Toro, chiudere subito l'affare Krunic. Per alzare la qualità a metà campo

04.08.2020 09:08 di Claudio Colla   Vedi letture
© foto di Daniele Buffa/Image Sport
Toro, chiudere subito l'affare Krunic. Per alzare la qualità a metà campo

Quindici presenze totali, per un totale di 584 minuti in campo, a cui vanno a sommarsi tre apparizioni in Coppa Italia. Tre ammonizioni, nemmeno un gol, e sole cinque maglie da titolare. Bottino decisamente magro per Rade Krunic, ventiseienne centrocampista della nazionale bosniaca, arrivato la scorsa estate con lo stigma del fedelissimo di Marco Giampaolo. Già, proprio quel Giampaolo che, sulla scia dell'ottima intesa tra i due estrinsecatasi a Empoli, pur ormai cinque stagioni fa, vorrebbe ora offrirgli, all'ombra della Mole, l'opportunità di riscattarsi.

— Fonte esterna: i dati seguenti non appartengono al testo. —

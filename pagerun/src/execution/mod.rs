//! One run of one pipeline stage over a set of pages.
//!
//! A [`StageExecution`] is the observable record of a run: state, progress,
//! console output and the process currently doing the work. The work itself
//! is driven by [`lifecycle::run`] on a spawned task.

pub(crate) mod lifecycle;
mod state;
pub mod tasks;

pub use state::ExecutionState;

use crate::layout::ProjectLayout;
use crate::process::{Console, ConsoleStream, ProcessExit, ProcessHandle};
use crate::progress::Progress;
use crate::registry::SessionId;
use crate::stage::PipelineStage;
use chrono::{DateTime, Utc};
use parking_lot::Mutex;
use serde::Serialize;
use std::path::PathBuf;
use std::sync::Arc;
use std::sync::atomic::{AtomicBool, Ordering};
use tokio::sync::watch;

/// Unique execution identifier (ULID).
pub type ExecutionId = String;

/// Point-in-time view of an execution, suitable for reporting.
#[derive(Debug, Clone, Serialize)]
pub struct ExecutionInfo {
    pub id: ExecutionId,
    pub session: SessionId,
    pub stage: PipelineStage,
    pub pages: Vec<String>,
    pub project: PathBuf,
    pub state: ExecutionState,
    pub progress: i32,
    pub cancel_requested: bool,
    pub in_pipeline_flow: bool,
    pub created_at: DateTime<Utc>,
    pub finished_at: Option<DateTime<Utc>>,
    pub exit: Option<ProcessExit>,
    pub error: Option<String>,
}

/// Record of a single stage run.
pub struct StageExecution {
    id: ExecutionId,
    session: SessionId,
    stage: PipelineStage,
    pages: Vec<String>,
    layout: ProjectLayout,
    in_pipeline_flow: bool,
    created_at: DateTime<Utc>,
    state: watch::Sender<ExecutionState>,
    progress: Progress,
    console: Console,
    cancel_requested: AtomicBool,
    process: Mutex<Option<Arc<ProcessHandle>>>,
    finished_at: Mutex<Option<DateTime<Utc>>>,
    exit: Mutex<Option<ProcessExit>>,
    error: Mutex<Option<String>>,
}

impl std::fmt::Debug for StageExecution {
    fn fmt(&self, f: &mut std::fmt::Formatter<'_>) -> std::fmt::Result {
        f.debug_struct("StageExecution")
            .field("id", &self.id)
            .field("session", &self.session)
            .field("stage", &self.stage)
            .field("state", &self.state())
            .field("progress", &self.progress.get())
            .finish()
    }
}

impl StageExecution {
    pub(crate) fn new(
        session: SessionId,
        stage: PipelineStage,
        pages: Vec<String>,
        layout: ProjectLayout,
        in_pipeline_flow: bool,
    ) -> Self {
        let (state, _) = watch::channel(ExecutionState::Idle);
        Self {
            id: ulid::Ulid::new().to_string(),
            session,
            stage,
            pages,
            layout,
            in_pipeline_flow,
            created_at: Utc::now(),
            state,
            progress: Progress::new(),
            console: Console::new(),
            cancel_requested: AtomicBool::new(false),
            process: Mutex::new(None),
            finished_at: Mutex::new(None),
            exit: Mutex::new(None),
            error: Mutex::new(None),
        }
    }

    pub fn id(&self) -> &str {
        &self.id
    }

    pub fn session(&self) -> &SessionId {
        &self.session
    }

    pub fn stage(&self) -> PipelineStage {
        self.stage
    }

    pub fn pages(&self) -> &[String] {
        &self.pages
    }

    pub fn layout(&self) -> &ProjectLayout {
        &self.layout
    }

    pub fn in_pipeline_flow(&self) -> bool {
        self.in_pipeline_flow
    }

    pub fn state(&self) -> ExecutionState {
        *self.state.borrow()
    }

    /// Current progress, `-1` when unknown or after a failed or cancelled run.
    pub fn progress(&self) -> i32 {
        self.progress.get()
    }

    pub fn console(&self) -> &Console {
        &self.console
    }

    /// Accumulated output of one console stream.
    pub fn console_output(&self, stream: ConsoleStream) -> String {
        self.console.stream(stream).snapshot()
    }

    pub fn cancel_requested(&self) -> bool {
        self.cancel_requested.load(Ordering::SeqCst)
    }

    /// Reason for a `Failed` outcome.
    pub fn error(&self) -> Option<String> {
        self.error.lock().clone()
    }

    /// Exit of the last tool process, once it terminated.
    pub fn exit(&self) -> Option<ProcessExit> {
        *self.exit.lock()
    }

    /// Ask the execution to stop.
    ///
    /// Sets the cancel latch and forwards the request to the running
    /// process. Returns `false` and does nothing when the execution is not
    /// running, so cancelling before start or after termination is harmless.
    pub fn cancel(&self) -> bool {
        if !self.state().can_cancel() {
            tracing::debug!(
                execution_id = %self.id,
                stage = %self.stage,
                state = %self.state(),
                "Cancel ignored, execution not running"
            );
            return false;
        }

        if self.cancel_requested.swap(true, Ordering::SeqCst) {
            return true;
        }

        tracing::info!(
            execution_id = %self.id,
            session = %self.session,
            stage = %self.stage,
            "Cancelling execution"
        );

        let process = self.process.lock().clone();
        if let Some(process) = process {
            process.request_stop();
        }
        true
    }

    /// Set progress back to the sentinel.
    pub fn reset_progress(&self) {
        self.progress.reset();
    }

    /// Wait for a terminal state and return it.
    pub async fn wait(&self) -> ExecutionState {
        let mut rx = self.state.subscribe();
        loop {
            let state = *rx.borrow_and_update();
            if state.is_terminal() {
                return state;
            }
            if rx.changed().await.is_err() {
                return *rx.borrow();
            }
        }
    }

    pub fn info(&self) -> ExecutionInfo {
        ExecutionInfo {
            id: self.id.clone(),
            session: self.session.clone(),
            stage: self.stage,
            pages: self.pages.clone(),
            project: self.layout.root().to_path_buf(),
            state: self.state(),
            progress: self.progress.get(),
            cancel_requested: self.cancel_requested(),
            in_pipeline_flow: self.in_pipeline_flow,
            created_at: self.created_at,
            finished_at: *self.finished_at.lock(),
            exit: self.exit(),
            error: self.error(),
        }
    }

    /// Idle to Running; progress becomes 0.
    pub(crate) fn begin(&self) -> bool {
        let moved = self.transition(ExecutionState::Running);
        if moved {
            self.progress.start();
        }
        moved
    }

    pub(crate) fn progress_handle(&self) -> &Progress {
        &self.progress
    }

    /// Make `process` the target of cancel requests.
    ///
    /// Returns `false` if cancellation was already requested; the caller
    /// must not start the process then.
    pub(crate) fn attach_process(&self, process: Arc<ProcessHandle>) -> bool {
        *self.process.lock() = Some(process);
        !self.cancel_requested()
    }

    pub(crate) fn record_exit(&self, exit: ProcessExit) {
        *self.exit.lock() = Some(exit);
    }

    /// Move to a terminal state. Progress must already hold its final value.
    pub(crate) fn finish(&self, state: ExecutionState, error: Option<String>) -> bool {
        debug_assert!(state.is_terminal());
        if let Some(error) = error {
            *self.error.lock() = Some(error);
        }
        *self.finished_at.lock() = Some(Utc::now());
        self.transition(state)
    }

    fn transition(&self, next: ExecutionState) -> bool {
        let id = &self.id;
        self.state.send_if_modified(|current| {
            if !current.can_transition_to(next) {
                tracing::warn!(
                    execution_id = %id,
                    from = %current,
                    to = %next,
                    "Rejected state transition"
                );
                return false;
            }
            tracing::debug!(execution_id = %id, from = %current, to = %next, "State transition");
            *current = next;
            true
        })
    }
}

Cresciuto vertiginosamente sotto tutti gli aspetti nel 2018/19, in maglia azzurra, tra la guida di Andreazzoli e quella di Iachini, il classe '93 si era imposto all'attenzione di osservatori da ogni angolo d'Europa. Le pretendenti di allora, dai banchi della Serie A (dall'Atalanta alla Fiorentina, dalla Lazio alle due genovesi), e non solo (si era interessato a lui, dai quartieri alti della Bundesliga, il Borussia Monchengladbach), sembrano tuttavia guardare tutte altrove. Campo (forse) sgombro per il Toro, che con otto milioni di euro può scommettere fin da subito sulla rinascita di Krunic, box-to-box moderno e bramoso di ritagliarsi uno spazio importante sulla scena calcistica, non solo quella nostrana. Più atleticamente compatto di Baselli, di gran lunga più tecnicamente raffinato di Rincòn, il giocatore può tornare a brillare, come e più di prima. Chiudere subito per lui, magari con annuncio a stretto giro di posta, sarebbe il modo per infondere fiducia nell'ambiente, oltre che per suggellare in via definitiva l'accordo col probabile prossimo tecnico granata. Le qualità, lo si è visto ai tempi di Empoli, sono quelle giuste.